Kita-Pflicht für die Versager

FORDERN Ab kommendem Kitajahr müssen Kinder mit schlechten Deutschkenntnissen zwangsweise in die Kita. Andere Wege, Kinder früher in die Kita zu bringen, werden dagegen nur halbherzig beschritten

Bislang war Kita eine freiwillige Veranstaltung. Das hat sich geändert: Ab kommendem Kitajahr müssen Kinder mit Sprachdefiziten in eine Einrichtung gehen – sonst droht den Eltern ein Bußgeld. Kritiker wie Regina Kittler, bildungspolitische Sprecherin der Linkspartei, bezweifeln, dass das etwas bringt: „Das trifft vor allem Menschen, die nichts haben und mit dem Leben ohnehin kaum zurechtkommen.“

Seit Jahren zeigen die mit dem Berliner Bildungsprogramm eingeführten obligatorischen Sprachtests, dass viereinhalbjährige Kita-Kinder deutlich besser Deutsch sprechen und verstehen als Nicht-Kita-Kinder. Letztere Gruppe ist aber in Berlin recht klein: Nur etwa 7 Prozent der Viereinhalbjährigen gehen nicht in eine Tageseinrichtung, 2013 waren das gut 2.200. Von ihnen wurden 712 getestet, knapp 400 hatten einen Sprachförderbedarf. Zwei Drittel erschienen nicht zum Test.
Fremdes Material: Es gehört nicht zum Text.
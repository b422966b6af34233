#![deny(
    unsafe_code,
    missing_docs,
    dead_code,
    unused_results,
    non_snake_case,
    unreachable_pub
)]

//! Drives a population of elements from their start cells to a shape.
//!
//! A [`SimulationContext`] owns the world, the configuration and the seeded
//! random number generator of one run. Transformations either plan every
//! element centrally or let each element decide on its own every tick; both
//! commit moves only through the world and hand stalls to the deadlock
//! system.

mod centralized;
mod config;
mod independent;
mod planner;

use std::time::Instant;

use matter_core::{
    Algorithm, CellCoord, ControlMode, ElementId, GridView, MovementMode, ParseError, ShapeKind,
    SimulationState, Topology, TransformReport,
};
use matter_system_adversarial::{AdversarialSearch, SearchMode};
use matter_system_deadlock::Intervention;
use matter_system_pathfinding::{find_path, PathOutcome, SearchKind, WithoutOccupant};
use matter_system_shapes::{ShapeGenerator, StandardShapes};
use matter_world::{query, GridWorld, WorldError};
use rand::SeedableRng;
use rand_chacha::ChaCha8Rng;
use tracing::{info, warn};

pub use config::{CentralizedConfig, IndependentConfig, SimulationConfig};
pub use planner::{AlgorithmPlanner, Planner};

/// Failures while setting up a simulation.
#[derive(Clone, Copy, Debug, PartialEq, Eq, thiserror::Error)]
pub enum SimulationError {
    /// More elements were requested than free cells exist.
    #[error("cannot place {requested} elements: only {capacity} free cells")]
    TooManyElements {
        /// Elements requested.
        requested: usize,
        /// Free cells available.
        capacity: usize,
    },
    /// The configured grid cannot hold any element.
    #[error("grid of {columns}x{rows} cells is too small")]
    GridTooSmall {
        /// Configured columns.
        columns: u32,
        /// Configured rows.
        rows: u32,
    },
    /// The world rejected a registry operation.
    #[error(transparent)]
    World(#[from] WorldError),
}

/// Explicit state of one simulation run.
#[derive(Debug)]
pub struct SimulationContext {
    config: SimulationConfig,
    world: GridWorld,
    rng: ChaCha8Rng,
}

impl SimulationContext {
    /// Creates an empty context for `config`.
    pub fn new(config: SimulationConfig) -> Result<Self, SimulationError> {
        let world = build_world(&config)?;
        let rng = ChaCha8Rng::seed_from_u64(config.seed);
        Ok(Self { config, world, rng })
    }

    /// Configuration the context was created with.
    #[must_use]
    pub const fn config(&self) -> &SimulationConfig {
        &self.config
    }

    /// Read access to the world.
    #[must_use]
    pub const fn world(&self) -> &GridWorld {
        &self.world
    }

    /// Write access to the world for hand-built scenarios.
    pub fn world_mut(&mut self) -> &mut GridWorld {
        &mut self.world
    }

    /// Replaces all elements with `count` new ones packed from the bottom row up.
    ///
    /// Rows fill left to right and walls are skipped.
    pub fn initialize(&mut self, count: usize) -> Result<(), SimulationError> {
        self.world.clear();
        let capacity = query::free_cell_count(&self.world);
        if count > capacity {
            return Err(SimulationError::TooManyElements {
                requested: count,
                capacity,
            });
        }

        let (columns, rows) = self.world.dimensions();
        let mut placed = 0;
        'rows: for row in (0..rows).rev() {
            for column in 0..columns {
                if placed == count {
                    break 'rows;
                }
                let cell = CellCoord::new(column, row);
                if self.world.is_wall(cell) {
                    continue;
                }
                let raw = u32::try_from(placed).map_err(|_| SimulationError::TooManyElements {
                    requested: count,
                    capacity,
                })?;
                self.world.place(ElementId::new(raw), cell)?;
                placed += 1;
            }
        }
        info!(event = "initialize", elements = placed, columns, rows);
        Ok(())
    }

    /// Generates `count` cells of `shape`, keeps the valid ones and assigns them.
    ///
    /// Returns the accepted target cells.
    pub fn set_targets(&mut self, shape: ShapeKind, count: usize) -> Vec<CellCoord> {
        self.set_targets_with(&StandardShapes, shape, count)
    }

    /// Like [`SimulationContext::set_targets`] with a custom shape generator.
    pub fn set_targets_with(
        &mut self,
        generator: &dyn ShapeGenerator,
        shape: ShapeKind,
        count: usize,
    ) -> Vec<CellCoord> {
        let (columns, rows) = self.world.dimensions();
        let cells = generator.generate(shape, count, columns, rows);
        for cell in self.world.set_target_cells(&cells) {
            warn!(event = "target_rejected", %cell, shape = shape.name());
        }
        let assigned = self.world.assign_targets(self.config.assignment);
        info!(
            event = "targets_set",
            shape = shape.name(),
            requested = count,
            accepted = self.world.target_cells().len(),
            assigned
        );
        self.world.target_cells().to_vec()
    }

    /// Runs a transformation with one of the built-in algorithms.
    pub fn transform(
        &mut self,
        algorithm: Algorithm,
        topology: Topology,
        movement: MovementMode,
        control: ControlMode,
    ) -> TransformReport {
        let mut planner = AlgorithmPlanner::new(algorithm, self.config.search.clone());
        self.transform_with(&mut planner, topology, movement, control)
    }

    /// Runs a transformation from textual options, reporting unknown names in
    /// the report instead of failing.
    pub fn transform_by_name(
        &mut self,
        algorithm: &str,
        topology: &str,
        movement: &str,
        control: &str,
    ) -> TransformReport {
        let parsed = (|| -> Result<_, ParseError> {
            Ok((
                algorithm.parse::<Algorithm>()?,
                topology.parse::<Topology>()?,
                movement.parse::<MovementMode>()?,
                control.parse::<ControlMode>()?,
            ))
        })();
        match parsed {
            Ok((algorithm, topology, movement, control)) => {
                self.transform(algorithm, topology, movement, control)
            }
            Err(error) => {
                warn!(event = "transform_rejected", %error);
                TransformReport {
                    message: Some(error.to_string()),
                    ..TransformReport::default()
                }
            }
        }
    }

    /// Runs a transformation with a caller-supplied planner.
    pub fn transform_with(
        &mut self,
        planner: &mut dyn Planner,
        topology: Topology,
        movement: MovementMode,
        control: ControlMode,
    ) -> TransformReport {
        let started = Instant::now();
        let assigned = self.world.assign_missing_targets(self.config.assignment);
        info!(
            event = "transform_start",
            ?control,
            ?movement,
            topology = topology.name(),
            elements = self.world.element_count(),
            assigned
        );

        let mut run = Run {
            world: &mut self.world,
            rng: &mut self.rng,
            config: &self.config,
            planner,
            topology,
            movement,
            report: TransformReport::default(),
        };
        match precheck(run.world) {
            Some(message) => {
                warn!(event = "transform_skipped", message);
                run.report.message = Some(message.to_owned());
            }
            None => match control {
                ControlMode::Centralized => centralized::run(&mut run),
                ControlMode::Independent => independent::run(&mut run),
            },
        }
        let mut report = run.report;

        let targeted = self.world.elements().any(|element| element.target().is_some());
        report.success_rate = query::success_rate(&self.world);
        report.success = targeted
            && match control {
                ControlMode::Centralized => query::all_settled(&self.world),
                ControlMode::Independent => {
                    report.success_rate >= self.config.independent.success_threshold
                }
            };
        report.elapsed = started.elapsed();
        info!(
            event = "transform_complete",
            success = report.success,
            success_rate = report.success_rate,
            moves = report.moves.len(),
            nodes = report.nodes_explored,
            ticks = report.ticks,
            interventions = report.interventions,
            elapsed_ms = report.elapsed.as_millis()
        );
        report
    }

    /// Plans a single path without moving anything.
    ///
    /// An element standing on `start` is treated as the mover; adversarial
    /// algorithms need such a mover and otherwise fall back to A*.
    pub fn find_path(
        &mut self,
        start: CellCoord,
        goal: CellCoord,
        algorithm: Algorithm,
        topology: Topology,
    ) -> PathOutcome {
        let kind = SearchKind::for_algorithm(algorithm);
        match (SearchMode::from_algorithm(algorithm), self.world.occupant(start)) {
            (Some(mode), Some(mover)) => {
                AdversarialSearch::new(&self.world, mode, topology, &self.config.search).plan(
                    mover,
                    goal,
                    &mut self.rng,
                )
            }
            (_, Some(mover)) => find_path(
                &WithoutOccupant::new(&self.world, mover),
                start,
                goal,
                topology,
                kind,
            ),
            (_, None) => find_path(&self.world, start, goal, topology, kind),
        }
    }

    /// Serializable snapshot of the grid, elements and targets.
    #[must_use]
    pub fn state(&self) -> SimulationState {
        query::snapshot(&self.world)
    }

    /// Removes every element and target and reseeds the generator.
    pub fn reset(&mut self) {
        self.world.clear();
        self.rng = ChaCha8Rng::seed_from_u64(self.config.seed);
        info!(event = "reset", seed = self.config.seed);
    }
}

fn build_world(config: &SimulationConfig) -> Result<GridWorld, SimulationError> {
    let minimum = if config.boundary_walls { 3 } else { 1 };
    if config.width < minimum || config.height < minimum {
        return Err(SimulationError::GridTooSmall {
            columns: config.width,
            rows: config.height,
        });
    }
    Ok(if config.boundary_walls {
        GridWorld::with_boundary_walls(config.width, config.height)
    } else {
        GridWorld::new(config.width, config.height)
    })
}

fn precheck(world: &GridWorld) -> Option<&'static str> {
    if !world.elements().any(|element| element.target().is_some()) {
        return Some("no element has a target");
    }
    if query::free_cell_count(world) == 0 && !query::all_settled(world) {
        return Some("grid is fully packed; no element can move");
    }
    None
}

/// Borrowed state of one transformation.
pub(crate) struct Run<'a> {
    pub(crate) world: &'a mut GridWorld,
    pub(crate) rng: &'a mut ChaCha8Rng,
    pub(crate) config: &'a SimulationConfig,
    pub(crate) planner: &'a mut dyn Planner,
    pub(crate) topology: Topology,
    pub(crate) movement: MovementMode,
    pub(crate) report: TransformReport,
}

impl Run<'_> {
    pub(crate) fn note(&mut self, intervention: Intervention) {
        self.report.interventions += 1;
        info!(event = "intervention", kind = intervention.name(), ticks = self.report.ticks);
    }
}

#[cfg(test)]
mod tests {
    use super::*;

    fn small(width: u32, height: u32, boundary_walls: bool) -> SimulationConfig {
        SimulationConfig {
            width,
            height,
            boundary_walls,
            ..SimulationConfig::default()
        }
    }

    #[test]
    fn initialize_fills_from_the_bottom_row() {
        let mut context = SimulationContext::new(small(6, 5, true)).expect("context");
        context.initialize(5).expect("initialize");

        let cells: Vec<CellCoord> = context.world().elements().map(|element| element.cell()).collect();
        assert_eq!(
            cells,
            vec![
                CellCoord::new(1, 3),
                CellCoord::new(2, 3),
                CellCoord::new(3, 3),
                CellCoord::new(4, 3),
                CellCoord::new(1, 2),
            ]
        );
    }

    #[test]
    fn initialize_rejects_more_elements_than_cells() {
        let mut context = SimulationContext::new(small(4, 4, true)).expect("context");
        assert_eq!(
            context.initialize(5),
            Err(SimulationError::TooManyElements {
                requested: 5,
                capacity: 4
            })
        );
    }

    #[test]
    fn walled_grid_needs_an_interior() {
        assert_eq!(
            SimulationContext::new(small(2, 8, true)).map(|_| ()),
            Err(SimulationError::GridTooSmall {
                columns: 2,
                rows: 8
            })
        );
        assert!(SimulationContext::new(small(2, 1, false)).is_ok());
    }

    #[test]
    fn targets_drop_cells_outside_the_interior() {
        let mut context = SimulationContext::new(SimulationConfig::default()).expect("context");
        context.initialize(9).expect("initialize");
        let targets = context.set_targets(ShapeKind::Square, 9);
        assert_eq!(targets.len(), 9);
        assert!(context
            .world()
            .elements()
            .all(|element| element.target().is_some()));
    }

    #[test]
    fn missing_targets_are_reported_not_raised() {
        let mut context = SimulationContext::new(SimulationConfig::default()).expect("context");
        context.initialize(3).expect("initialize");
        let report = context.transform(
            Algorithm::AStar,
            Topology::VonNeumann,
            MovementMode::Sequential,
            ControlMode::Centralized,
        );
        assert!(!report.success);
        assert!(report.moves.is_empty());
        assert_eq!(report.message.as_deref(), Some("no element has a target"));
    }

    #[test]
    fn find_path_hides_the_mover() {
        let mut context = SimulationContext::new(small(4, 4, false)).expect("context");
        context
            .world_mut()
            .place(ElementId::new(0), CellCoord::new(0, 0))
            .expect("place");
        for algorithm in Algorithm::ALL {
            let outcome = context.find_path(
                CellCoord::new(0, 0),
                CellCoord::new(2, 0),
                algorithm,
                Topology::VonNeumann,
            );
            let path = outcome.path.expect("path");
            assert_eq!(path.last(), Some(&CellCoord::new(2, 0)), "{algorithm:?}");
        }
    }

    #[test]
    fn reset_clears_elements_but_keeps_walls() {
        let mut context = SimulationContext::new(SimulationConfig::default()).expect("context");
        context.initialize(4).expect("initialize");
        let _ = context.set_targets(ShapeKind::Circle, 4);
        context.reset();

        let state = context.state();
        assert!(state.elements.is_empty());
        assert!(state.targets.is_empty());
        assert_eq!(state.walls.len(), 44);
    }
}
Für sie verschärfte Rot-Schwarz im März das Gesetz. Eltern, die ihr Kind nicht zum Deutschtest schicken oder zu den Förderstunden, die dann bei Bedarf angeordnet werden, müssen nun ein Bußgeld von bis zu 2.500 Euro zahlen. Zudem wird die Zahl der Förderstunden erhöht: Bislang bekamen Kinder mit Deutschdefiziten täglich drei Stunden Sprachförderung, künftig sind es fünf. Wobei die Sprachförderung vor allem darin besteht, dass die Kinder am normalen Kitaalltag teilnehmen.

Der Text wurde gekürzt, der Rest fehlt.